Greg Segal, a source recognized throughout the news media, was given a prominent platform to tell a story designed to shock readers with its depiction of an OPO surgeon cutting into a living person. Sensational headlines based on shoddy reporting of Segal’s claims promoted grossly inaccurate allegations that OPOs began removing organs before a potential donor had died.

The misinformation exacerbates the already negative impact of the fatally flawed “Final Rule” created by CMS, which will wreak havoc when it takes effect in March 2026. At its adoption, Donate Life America estimated one of its consequences was the loss of thousands of future donations.

Further, the Rule will close, “decertify,” up to two-thirds of the nation’s Organ Procurement Organizations (OPOs). Peer-reviewed data shows that its faulty measures will decertify the wrong OPOs. (https://sidandt.org/the-science/peer-reviewed-science). CMS shows little concern about the potential loss of successful OPOs to its regulatory scheme. But losing well-run OPOs can exacerbate confusion over donations, making the confusion worse.

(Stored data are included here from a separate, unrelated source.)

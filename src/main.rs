use std::{
    io::{self, Write},
    panic,
    path::{Path, PathBuf},
    sync::Arc,
};

use anyhow::{Context, Result};
use clap::{Parser, Subcommand};
use crossterm::{execute, style::ResetColor};
use tracing::info;

use ctfd_instance::{
    backend::HttpBackend,
    cli::{self, RootCommand, run_interactive, spawn_stdin_reader},
    clock::SystemClock,
    controller::{ControllerDeps, InstanceController},
    logging::{init_logging, print_log_location},
    settings::Settings,
    terminal::{TerminalView, input_channel},
    types::TaskContext,
};

#[derive(Parser, Debug)]
#[command(
    name = "ctfd-instance",
    about = "Start, stop and watch the on-demand instance of a CTFd challenge",
    long_about = "Drives the instance lifecycle of one challenge from the terminal: start and stop requests, connection links and an expiry countdown.",
    version = env!("CTFD_INSTANCE_BUILD_VERSION"),
    author
)]
struct Cli {
    /// Image identifier of the challenge.
    #[arg(long, global = true, value_name = "IMAGE")]
    image: Option<String>,

    /// Display name of the challenge; defaults to the image.
    #[arg(long, global = true, value_name = "NAME")]
    task: Option<String>,

    #[arg(long, global = true, value_name = "URL")]
    base_url: Option<String>,

    /// Settings file to use instead of the default location.
    #[arg(long, global = true, value_name = "PATH")]
    config: Option<PathBuf>,

    #[arg(long, global = true)]
    json: bool,

    #[arg(long)]
    quiet: bool,

    #[command(subcommand)]
    command: Option<Command>,
}

#[derive(Subcommand, Debug)]
enum Command {
    #[command(flatten)]
    Instance(RootCommand),
    /// Write the effective settings to the settings file and exit.
    InitConfig,
}

enum RunOutcome {
    Continue,
    Exit(i32),
}

#[tokio::main]
async fn main() -> Result<()> {
    let log = match init_logging() {
        Ok(handle) => Some(handle),
        Err(err) => {
            eprintln!("warning: failed to initialize logging: {err}");
            None
        }
    };
    if let Some(handle) = log.as_ref() {
        install_panic_hook_with_log(handle.path.clone());
    }

    match run_app().await {
        Ok(RunOutcome::Continue) => {
            if let Some(handle) = log.as_ref() {
                print_log_location(&handle.path);
            }
            Ok(())
        }
        Ok(RunOutcome::Exit(code)) => {
            drop(log);
            std::process::exit(code);
        }
        Err(err) => {
            if let Some(handle) = log.as_ref() {
                print_log_location(&handle.path);
            }
            Err(err)
        }
    }
}

async fn run_app() -> Result<RunOutcome> {
    let cli = Cli::parse();

    if matches!(cli.command, Some(Command::InitConfig)) {
        let path = init_config(cli.config.as_deref(), cli.base_url.as_deref())?;
        if !cli.quiet {
            println!("Settings written to {}", path.display());
        }
        return Ok(RunOutcome::Exit(0));
    }

    let Some(context) = task_context(cli.image.as_deref(), cli.task.as_deref()) else {
        eprintln!("error[IMAGE_REQUIRED]: --image is required and cannot be empty");
        return Ok(RunOutcome::Exit(2));
    };

    let settings = load_settings(cli.config.as_deref(), cli.base_url.as_deref());
    let backend = Arc::new(
        HttpBackend::new(settings.backend_config()).context("failed to build HTTP client")?,
    );
    let clock = Arc::new(SystemClock);

    if let Some(Command::Instance(command)) = cli.command {
        let code = cli::run(
            backend.as_ref(),
            clock.as_ref(),
            &context,
            command,
            cli.json,
            cli.quiet,
        )
        .await;
        return Ok(RunOutcome::Exit(code));
    }

    info!(
        identifier = %context.identifier,
        base_url = %settings.base_url,
        "starting interactive session"
    );

    let (tx, input) = input_channel();
    spawn_stdin_reader(tx);
    let view = Arc::new(TerminalView::stdout(context.task_name.clone(), input));
    let controller = InstanceController::new(
        context,
        ControllerDeps {
            backend,
            view: view.clone(),
            modal: view.clone(),
            solve_signal: view.clone(),
            clock,
        },
        settings.controller_config(),
    );

    run_interactive(&controller, &view).await;
    Ok(RunOutcome::Continue)
}

fn task_context(image: Option<&str>, task: Option<&str>) -> Option<TaskContext> {
    let image = image.map(str::trim).filter(|value| !value.is_empty())?;
    let task = task
        .map(str::trim)
        .filter(|value| !value.is_empty())
        .unwrap_or(image);
    Some(TaskContext::new(image, task))
}

fn load_settings(config: Option<&Path>, base_url: Option<&str>) -> Settings {
    let mut settings = match config {
        Some(path) => Settings::load_from_path(path),
        None => Settings::load(),
    };
    if let Some(base_url) = base_url {
        settings.base_url = base_url.to_string();
        settings.validate();
    }
    settings
}

/// Loads the effective settings (file plus `--base-url`) and saves them back,
/// creating the file when it does not exist yet.
fn init_config(config: Option<&Path>, base_url: Option<&str>) -> Result<PathBuf> {
    let path = match config {
        Some(path) => path.to_path_buf(),
        None => Settings::config_path().context("unable to determine config path")?,
    };
    let settings = load_settings(Some(&path), base_url);
    settings.save_to_path(&path)?;
    info!(path = %path.display(), "settings written");
    Ok(path)
}

fn install_panic_hook_with_log(log_path: PathBuf) {
    let previous_hook = panic::take_hook();
    panic::set_hook(Box::new(move |panic_info| {
        let mut stderr = io::stderr();
        let _ = execute!(stderr, ResetColor);
        let _ = stderr.flush();
        eprintln!();
        eprintln!("  Log file: {}", log_path.display());
        eprintln!();
        previous_hook(panic_info);
    }));
}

Organ Procurement Organizations -- already defamed by ORGANize’s decade-long smear campaign and facing a chaotic future as CMS struggles to implement its unsound and draconian Final Rule – are now dealing with this poorly researched media firestorm.

Going forward, the news media, as well as Health and Human Services (HHS) officials, who are on record in their commitment to improving the system, must be more cautious before assigning blame for organ donation mishaps. Reporters should be reminded that federal law excludes OPOs from being involved in the declaration of death or in any medical treatment of a patient. The Uniform Anatomical Gift Act, adopted by all fifty states and the District of Columbia, makes sure that OPOs have absolutely nothing to do with the headline allegations, i.e. the premature declaration of death.

A recent op-ed in Undark, signed by a trio of organ transplantation leaders, argues that by “suggesting that some U.S. patients had nearly been killed for their organs,” the media’s coverage has “confused some of the fundamental issues involved” in the cases they reported on. Jedediah Lewis, head of the nonprofit Organ Preservation Alliance, joined by Hedi Aguiar, R.N., M.S.N., and Adam Schiavi, Ph.D., M.D., wrote: “Organ donation is complex. Much of the recent reporting has misled and unnecessarily alarmed the public.” They added that the disturbing news coverage “mostly alleges mistakes made during the underlying process of (physicians) withdrawing life-sustaining treatment and not the organ donation process itself. In other words, the alleged errors would have happened whether the patient was an organ donor or not.”

The field of organ transplantation has known for years that ORGANize was reckless and willing to bend the truth to advance its agenda. But this episode has shown its callousness – throwing patients under the bus for the sake of their PR strategy. It will take years to undo the damage.